Foi nesse contexto que advogados das principais empreiteiras do país ouviram, de negociadores da Lava-Jato, a exigência de construção de presídios como possível cláusula de acordos para abrandar as penas do caso. Para as empresas, uma possibilidade seria converter parte do pagamento de multas em dinheiro na realização dessas obras. Para executivos, os acordos de delação podem resultar em regimes mais brandos de cumprimento de penas - em vez da prisão, por exemplo, poderiam prestar serviços comunitários.


Como o Valor noticiou ontem, os acordos de delação premiada e leniência em negociação na Lava-Jato devem ultrapassar R$ 1 bilhão em multas a empreiteiras suspeitas de participação em atividades ilícitas. Parte desse valor poderia ser convertido na construção de presídios. Além de pagar altas quantias, as companhias terão que confessar a participação nas irregularidades e colaborar de maneira efetiva com as investigações. Atualmente, cerca de sete empresas participam das negociações.

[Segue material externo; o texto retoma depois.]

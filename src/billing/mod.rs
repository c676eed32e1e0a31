//! Tiered (slab) billing
//!
//! A [`TierSchedule`] is an ordered list of usage thresholds with a unit
//! price each. [`cost`] splits a ceiling and a projected usage across the
//! tiers and returns both totals.

mod engine;
mod tiers;

pub use engine::{cost, TieredCost};
pub use tiers::{Tier, TierSchedule};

Segundo fontes ouvidas pelo Valor, as conversas ainda se dão informalmente e nenhum acordo foi concretizado ainda. Mas se o processo for adiante, será um acordo inédito no Brasil. Do lado das empreiteiras participam advogados, representando os executivos e as empresas. No Ministério Público, as negociações envolvem tanto o procurador-geral da República, Rodrigo Janot, como integrantes da força-tarefa da Lava-Jato que atuam diretamente na primeira instância, em Curitiba.

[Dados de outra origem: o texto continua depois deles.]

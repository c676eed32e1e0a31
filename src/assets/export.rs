//! Re-serialize a graph into raw records
//!
//! The payloads carry exactly the fields the builder reads, so rebuilding
//! from the exported records yields an equal graph.

use super::types::*;
use crate::attributes::Location;
use crate::records::{AssetKind, RawRecord};
use crate::utils::short_name;
use serde_json::{json, Map, Value};

const COMPUTE_ASSET: &str = "//compute.googleapis.com/";
const IAM_ASSET: &str = "//iam.googleapis.com/";
const SERVICE_USAGE_ASSET: &str = "//serviceusage.googleapis.com/";
const COMPUTE_API: &str = "https://www.googleapis.com/compute/v1/";

fn record(prefix: &str, name: &str, kind: AssetKind, payload: Value) -> RawRecord {
    RawRecord::new(format!("{}{}", prefix, name), kind.type_tag(), payload.to_string())
}

fn location_fields(location: &Location, payload: &mut Map<String, Value>) {
    match location {
        Location::Region(region) => {
            payload.insert("region".to_string(), json!(region));
        }
        Location::Zone { zone, .. } => {
            payload.insert("zone".to_string(), json!(zone));
        }
        Location::MultiRegion(regions) => {
            payload.insert("storageLocations".to_string(), json!(regions));
        }
    }
}

fn with_location(location: &Location, value: Value) -> Value {
    let mut payload = match value {
        Value::Object(map) => map,
        _ => Map::new(),
    };
    location_fields(location, &mut payload);
    Value::Object(payload)
}

/// API URL for a `projects/...` path; other references are written as stored
fn api_url(path: &str) -> String {
    if path.starts_with("projects/") {
        format!("{}{}", COMPUTE_API, path)
    } else {
        path.to_string()
    }
}

impl ResourceGraph {
    /// Export every entity as a raw record
    pub fn to_records(&self) -> Vec<RawRecord> {
        let mut records = Vec::new();

        for network in &self.networks {
            records.push(record(
                COMPUTE_ASSET,
                &network.name,
                AssetKind::Network,
                json!({ "name": short_name(&network.name) }),
            ));
            let parent = api_url(&network.name);
            for subnetwork in &network.subnetworks {
                records.push(record(
                    COMPUTE_ASSET,
                    &subnetwork.name,
                    AssetKind::Subnetwork,
                    json!({
                        "network": parent,
                        "region": subnetwork.region,
                        "ipCidrRange": subnetwork.ip_cidr_range,
                    }),
                ));
            }
            for firewall in &network.firewalls {
                records.push(record(
                    COMPUTE_ASSET,
                    &firewall.name,
                    AssetKind::Firewall,
                    json!({
                        "network": parent,
                        "direction": firewall.direction,
                        "disabled": firewall.disabled,
                    }),
                ));
            }
            for route in &network.routes {
                records.push(record(
                    COMPUTE_ASSET,
                    &route.name,
                    AssetKind::Route,
                    json!({
                        "network": parent,
                        "destRange": route.dest_range,
                        "priority": route.priority,
                    }),
                ));
            }
        }

        for instance in &self.instances {
            records.push(instance_record(instance));
        }

        for disk in &self.disks {
            let kind = if disk.regional {
                AssetKind::RegionalDisk
            } else {
                AssetKind::Disk
            };
            let mut payload = json!({
                "sizeGb": disk.size_gb.to_string(),
                "type": format!("diskTypes/{}", disk.disk_type),
                "licenses": disk.licenses,
            });
            if let Some(source) = &disk.source_image {
                payload["sourceImage"] = json!(api_url(source));
            }
            records.push(record(
                COMPUTE_ASSET,
                &disk.name,
                kind,
                with_location(&disk.location, payload),
            ));
            for image in &disk.images {
                records.push(image_record(image, Some(&disk.name)));
            }
        }

        for image in &self.images {
            records.push(image_record(image, None));
        }

        for account in &self.service_accounts {
            records.push(record(
                IAM_ASSET,
                &account.name,
                AssetKind::ServiceAccount,
                json!({ "email": account.email }),
            ));
            for key in &account.keys {
                records.push(record(
                    IAM_ASSET,
                    &key.name,
                    AssetKind::ServiceAccountKey,
                    json!({ "keyType": key.key_type }),
                ));
            }
        }

        for service in &self.services {
            let state = if service.enabled { "ENABLED" } else { "DISABLED" };
            records.push(record(
                SERVICE_USAGE_ASSET,
                &service.name,
                AssetKind::Service,
                json!({ "state": state }),
            ));
        }

        records
    }
}

fn instance_record(instance: &Instance) -> RawRecord {
    let interfaces: Vec<Value> = instance
        .interfaces
        .iter()
        .map(|iface| {
            let mut value = json!({
                "network": api_url(&iface.network),
                "subnetwork": api_url(&iface.subnetwork),
            });
            if let Some(tier) = iface.tier {
                value["accessConfigs"] = json!([{ "networkTier": tier.as_str() }]);
            }
            value
        })
        .collect();

    let disks = match &instance.license {
        Some(license) => json!([{ "licenses": [license] }]),
        None => json!([]),
    };
    let scheduling = match instance.preemptible {
        Some(preemptible) => json!({ "preemptible": preemptible }),
        None => json!({}),
    };

    let payload = json!({
        "machineType": format!("machineTypes/{}", instance.machine_type),
        "scheduling": scheduling,
        "disks": disks,
        "networkInterfaces": interfaces,
    });
    record(
        COMPUTE_ASSET,
        &instance.name,
        AssetKind::Instance,
        with_location(&instance.location, payload),
    )
}

fn image_record(image: &Image, source_disk: Option<&str>) -> RawRecord {
    let mut payload = json!({
        "diskSizeGb": image.size_gb.to_string(),
        "licenses": image.licenses,
    });
    if let Some(disk) = source_disk {
        payload["sourceDisk"] = json!(api_url(disk));
    }
    record(
        COMPUTE_ASSET,
        &image.name,
        AssetKind::Image,
        with_location(&image.location, payload),
    )
}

Recentemente, o Ministério Público também passou a atacar o problema carcerário por meio de ações judiciais. A intenção é buscar formas de acionar os Estados, cujo problema carcerário é considerado mais grave que o do governo federal, para que implementem políticas públicas na área prisional.


O STF ainda terá que decidir, entretanto, se o Ministério Público tem o poder de entrar com ações na Justiça para induzir a atuação dos Estados, inclusive com a construção de presídios. Os ministros também debaterão se o Judiciário pode obrigar esse tipo de ação por parte do Executivo. Em um processo envolvendo o Estado do Alagoas, o Ministério Público local conseguiu uma liminar para obrigar o governo a implementar medidas nesse setor. O Estado recorreu ao STF, reclamando de ingerência do Judiciário. Procuradores argumentam que não se trata de obrigar o Estado a formular política pública, mas a cumprir a Constituição.